Saved data entries
▼▼▼

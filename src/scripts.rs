//! Documentation about the various scripts contained herein
//!
//! - [check-facedetect](#check-facedetect)
//! - [check-redis](#check-redis)
//! - [check-supervisord](#check-supervisord)
//! - [check-uptime](#check-uptime)
//!
//! Every script prints exactly one line, `STATUS: message|perfdata`, and
//! exits 0, 1, 2 or 3 for OK, WARNING, CRITICAL or UNKNOWN. Set `RUST_LOG=debug`
//! to see what a script is doing on stderr.
//!
//! # check-facedetect
//!
//! Cross platform, only requires access to the service's HTTP port.
//!
//! ```plain
//! $ check-facedetect --help
//! check-facedetect (part of service-checks) 0.1.0
//! Query the /status endpoint of a face detection service.
//!
//! The endpoint must return a JSON object with a string `status` field. Every other field is reported as integer
//! performance data.
//!
//! USAGE:
//!     check-facedetect [FLAGS] [OPTIONS] --hostname <hostname>
//!
//! FLAGS:
//!     -h, --help       Prints help information
//!     -S, --use-ssl    Use HTTPS instead of HTTP
//!     -V, --version    Prints version information
//!
//! OPTIONS:
//!     -e, --expected <expected>    Go critical unless the status contains this string
//!     -H, --hostname <hostname>    The host to query
//!     -p, --port <port>            Use the following port [default: 4000]
//!     -t, --timeout <timeout>      Seconds to wait for a response. 0 means the default. [default: 10]
//! ```
//!
//! # check-redis
//!
//! Cross platform, only requires access to the redis port.
//!
//! ```plain
//! $ check-redis --help
//! check-redis (part of service-checks) 0.1.0
//! Check a redis server.
//!
//! Runs INFO against the server and checks four things: uptime, memory used, connected clients and connected slaves.
//! The overall status is the worst of the four.
//!
//! USAGE:
//!     check-redis [OPTIONS]
//!
//! FLAGS:
//!     -h, --help       Prints help information
//!     -V, --version    Prints version information
//!
//! OPTIONS:
//!         --clients-crit <clients-crit>    Critical if clients are over [default: 2]
//!         --clients-warn <clients-warn>    Warn if clients are over [default: 1]
//!     -H, --host <host>                    The redis host to connect to [default: localhost]
//!         --mem-crit <mem-crit>            Critical if used MB is under [default: 20]
//!         --mem-warn <mem-warn>            Warn if used MB is under [default: 10]
//!     -P, --password <password>            Password to AUTH with
//!     -p, --port <port>                     [default: 6379]
//!         --slaves-crit <slaves-crit>      Critical if slaves are under [default: 0]
//!         --slaves-warn <slaves-warn>      Warn if slaves are under [default: 0]
//!     -t, --timeout <timeout>              Seconds to wait for the server. 0 means the default. [default: 10]
//!         --up-crit <up-crit>              Critical if uptime seconds is under [default: 60]
//!         --up-warn <up-warn>              Warn if uptime seconds is under [default: 900]
//!
//! Threshold directions:
//!
//!     Uptime, memory and slaves are floors: the check alerts when the value is
//!     *less* than the threshold. Clients is a ceiling: the check alerts when
//!     there are *more* clients than the threshold. All comparisons are strict.
//! ```
//!
//! # check-supervisord
//!
//! Cross platform, requires supervisord's `[inet_http_server]` to be enabled.
//!
//! ```plain
//! $ check-supervisord --help
//! check-supervisord (part of service-checks) 0.1.0
//! Check the state of every process supervisord manages.
//!
//! Any process that is starting or stopping is a warning, any process in the UNKNOWN state is unknown, and any process
//! that exited, is backing off or is fatal is critical.
//!
//! USAGE:
//!     check-supervisord [OPTIONS] --hostname <hostname>
//!
//! FLAGS:
//!     -h, --help       Prints help information
//!     -V, --version    Prints version information
//!
//! OPTIONS:
//!     -H, --hostname <hostname>    The supervisord host
//!     -P, --password <password>    Password for XML-RPC connection
//!     -p, --port <port>            Use the following port for XML-RPC connection [default: 9080]
//!     -t, --timeout <timeout>      Seconds to wait for a response. 0 means the default. [default: 10]
//!     -u, --user <user>            Username for XML-RPC connection
//! ```
//!
//! # check-uptime
//!
//! Linux-only, unless `--stdin` is used.
//!
//! ```plain
//! $ check-uptime --help
//! check-uptime (part of service-checks) 0.1.0
//! Check that the system has been up for at least some number of minutes.
//!
//! Useful for catching unexpected reboots: an uptime lower than --crit minutes is critical, lower than --warn minutes is
//! a warning.
//!
//! USAGE:
//!     check-uptime [FLAGS] --crit <crit> --warn <warn>
//!
//! FLAGS:
//!     -h, --help       Prints help information
//!         --stdin      Read the uptime from stdin instead of /proc/uptime, in the same format
//!     -V, --version    Prints version information
//!
//! OPTIONS:
//!     -c, --crit <crit>    Time in minutes that triggers a critical state
//!     -w, --warn <warn>    Time in minutes that triggers a warning state
//! ```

▲▲▲

* _PROBLEM REQUIREMENTS_:
Determine the number of lines above that include the word "UNKNOWN"; the reply is that number only.

* _SOLUTION BELOW_:
2